[[ Task data, beginning ]]

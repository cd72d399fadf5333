use serde::Serialize;
use serde_json::Value;

pub const SCORE_MIN: f64 = 0.0;
pub const SCORE_MAX: f64 = 100.0;
pub const NEUTRAL_MIDPOINT: f64 = 50.0;

/// Uniform output shape for the five top-level dimensions.
#[derive(Debug, Clone, PartialEq, Serialize)]
pub struct ScoreDimension {
    pub name: String,
    pub score: f64,
    pub confidence: f64,
    pub details: Value,
}

impl ScoreDimension {
    pub fn new(name: &str, score: f64, confidence: f64, details: Value) -> Self {
        Self {
            name: name.to_string(),
            score: clamp_score(score),
            confidence: clamp_score(confidence),
            details,
        }
    }
}

/// Clamp to [0, 100] and round to one decimal. NaN maps to 0.
pub fn clamp_score(value: f64) -> f64 {
    if value.is_nan() {
        return SCORE_MIN;
    }
    round1(value.clamp(SCORE_MIN, SCORE_MAX))
}

pub fn round1(value: f64) -> f64 {
    (value * 10.0).round() / 10.0
}

pub fn round2(value: f64) -> f64 {
    (value * 100.0).round() / 100.0
}

/// How much data backs a score: `samples / full` as a percentage, capped.
pub fn sample_confidence(samples: usize, full: usize) -> f64 {
    if full == 0 {
        return SCORE_MAX;
    }
    clamp_score(samples as f64 / full as f64 * SCORE_MAX)
}

pub fn mean(values: &[f64]) -> f64 {
    if values.is_empty() {
        return 0.0;
    }
    values.iter().sum::<f64>() / values.len() as f64
}

/// Coefficient of variation (population). 0 for fewer than two samples or a zero mean.
pub fn coefficient_of_variation(values: &[f64]) -> f64 {
    if values.len() < 2 {
        return 0.0;
    }
    let m = mean(values);
    if m <= 0.0 {
        return 0.0;
    }
    let variance = values.iter().map(|x| (x - m).powi(2)).sum::<f64>() / values.len() as f64;
    variance.sqrt() / m
}
//! Rule-based lyric scoring.
//!
//! [`analyze`] turns raw lyric text into scores for complexity, rhyme, flow,
//! energy and structure, plus a dashboard summary and ranked insights. The
//! pipeline is deterministic and does no I/O: identical text always yields an
//! identical [`AnalysisResult`].
//!
//! ```
//! let result = lyric_scope::analyze("I saw a cat\nit wore a hat");
//! assert_eq!(result.flow.scheme, "AA");
//! assert!(result.dashboard.headline <= 100.0);
//! ```

pub mod aggregate;
pub mod complexity;
pub mod config;
pub mod energy;
pub mod error;
pub mod lexicon;
pub mod rhyme;
pub mod score;
pub mod syllable;
pub mod tokenize;

use tracing::debug;

pub use aggregate::{build_insights, AnalysisResult, Dashboard, Metadata, ScoreRow};
pub use complexity::ComplexityReport;
pub use config::{Hyperparameters, RhymeRule};
pub use energy::{EnergyReport, EnergySignals};
pub use error::{ConfigError, ConfigResult};
pub use rhyme::{FlowReport, LineProfile, LineRhyme, RhymeScheme};
pub use score::ScoreDimension;
pub use tokenize::{tokenize, Line, Lyric, Word};

// ---------------------------------------------------------------------------
// Public API
// ---------------------------------------------------------------------------

/// Analyze `text` with the default tunables.
pub fn analyze(text: &str) -> AnalysisResult {
    analyze_with(text, &Hyperparameters::DEFAULT)
}

/// Analyze `text` with caller-supplied tunables.
///
/// Never fails. Empty or whitespace-only text yields zero scores (flow sits
/// at `hp.flow_neutral`), confidence 0 everywhere and no insights.
/// Tunables that [`Hyperparameters::validate`] would reject still produce a
/// result: zero divisors and NaN scores fall back to the score bounds.
pub fn analyze_with(text: &str, hp: &Hyperparameters) -> AnalysisResult {
    let lyric = tokenize::tokenize(text);
    if lyric.is_empty() {
        debug!("no words in input, returning neutral analysis");
    }

    let complexity = complexity::analyze_complexity(&lyric, hp);
    let flow = rhyme::analyze_flow(&lyric, hp);
    let energy = energy::analyze_energy(text, &lyric, hp);
    let result = aggregate::assemble(&lyric, complexity, flow, energy, hp);

    debug!(
        words = result.metadata.word_count,
        lines = result.metadata.line_count,
        scheme = %result.metadata.scheme,
        headline = result.dashboard.headline,
        insights = result.insights.len(),
        "lyrics analyzed"
    );
    result
}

[[ Task data, end ]]

Action item ▸
Reply with an exact transcription of the material above.

Answer section ▸
repository cd72d399fadf5333
use serde::Serialize;
use serde_json::Value;

pub const SCORE_MIN: f64 = 0.0;
pub const SCORE_MAX: f64 = 100.0;
pub const NEUTRAL_MIDPOINT: f64 = 50.0;

/// Uniform output shape for the five top-level dimensions.
#[derive(Debug, Clone, PartialEq, Serialize)]
pub struct ScoreDimension {
    pub name: String,
    pub score: f64,
    pub confidence: f64,
    pub details: Value,
}

impl ScoreDimension {
    pub fn new(name: &str, score: f64, confidence: f64, details: Value) -> Self {
        Self {
            name: name.to_string(),
            score: clamp_score(score),
            confidence: clamp_score(confidence),
            details,
        }
    }
}

/// Clamp to [0, 100] and round to one decimal. NaN maps to 0.
pub fn clamp_score(value: f64) -> f64 {
    if value.is_nan() {
        return SCORE_MIN;
    }
    round1(value.clamp(SCORE_MIN, SCORE_MAX))
}

pub fn round1(value: f64) -> f64 {
    (value * 10.0).round() / 10.0
}

pub fn round2(value: f64) -> f64 {
    (value * 100.0).round() / 100.0
}

/// How much data backs a score: `samples / full` as a percentage, capped.
pub fn sample_confidence(samples: usize, full: usize) -> f64 {
    if full == 0 {
        return SCORE_MAX;
    }
    clamp_score(samples as f64 / full as f64 * SCORE_MAX)
}

pub fn mean(values: &[f64]) -> f64 {
    if values.is_empty() {
        return 0.0;
    }
    values.iter().sum::<f64>() / values.len() as f64
}

/// Coefficient of variation (population). 0 for fewer than two samples or a zero mean.
pub fn coefficient_of_variation(values: &[f64]) -> f64 {
    if values.len() < 2 {
        return 0.0;
    }
    let m = mean(values);
    if m <= 0.0 {
        return 0.0;
    }
    let variance = values.iter().map(|x| (x - m).powi(2)).sum::<f64>() / values.len() as f64;
    variance.sqrt() / m
}
//! Rule-based lyric scoring.
//!
//! [`analyze`] turns raw lyric text into scores for complexity, rhyme, flow,
//! energy and structure, plus a dashboard summary and ranked insights. The
//! pipeline is deterministic and does no I/O: identical text always yields an
//! identical [`AnalysisResult`].
//!
//! ```
//! let result = lyric_scope::analyze("I saw a cat\nit wore a hat");
//! assert_eq!(result.flow.scheme, "AA");
//! assert!(result.dashboard.headline <= 100.0);
//! ```

pub mod aggregate;
pub mod complexity;
pub mod config;
pub mod energy;
pub mod error;
pub mod lexicon;
pub mod rhyme;
pub mod score;
pub mod syllable;
pub mod tokenize;

use tracing::debug;

pub use aggregate::{build_insights, AnalysisResult, Dashboard, Metadata, ScoreRow};
pub use complexity::ComplexityReport;
pub use config::{Hyperparameters, RhymeRule};
pub use energy::{EnergyReport, EnergySignals};
pub use error::{ConfigError, ConfigResult};
pub use rhyme::{FlowReport, LineProfile, LineRhyme, RhymeScheme};
pub use score::ScoreDimension;
pub use tokenize::{tokenize, Line, Lyric, Word};

// ---------------------------------------------------------------------------
// Public API
// ---------------------------------------------------------------------------

/// Analyze `text` with the default tunables.
pub fn analyze(text: &str) -> AnalysisResult {
    analyze_with(text, &Hyperparameters::DEFAULT)
}

/// Analyze `text` with caller-supplied tunables.
///
/// Never fails. Empty or whitespace-only text yields zero scores (flow sits
/// at `hp.flow_neutral`), confidence 0 everywhere and no insights.
/// Tunables that [`Hyperparameters::validate`] would reject still produce a
/// result: zero divisors and NaN scores fall back to the score bounds.
pub fn analyze_with(text: &str, hp: &Hyperparameters) -> AnalysisResult {
    let lyric = tokenize::tokenize(text);
    if lyric.is_empty() {
        debug!("no words in input, returning neutral analysis");
    }

    let complexity = complexity::analyze_complexity(&lyric, hp);
    let flow = rhyme::analyze_flow(&lyric, hp);
    let energy = energy::analyze_energy(text, &lyric, hp);
    let result = aggregate::assemble(&lyric, complexity, flow, energy, hp);

    debug!(
        words = result.metadata.word_count,
        lines = result.metadata.line_count,
        scheme = %result.metadata.scheme,
        headline = result.dashboard.headline,
        insights = result.insights.len(),
        "lyrics analyzed"
    );
    result
}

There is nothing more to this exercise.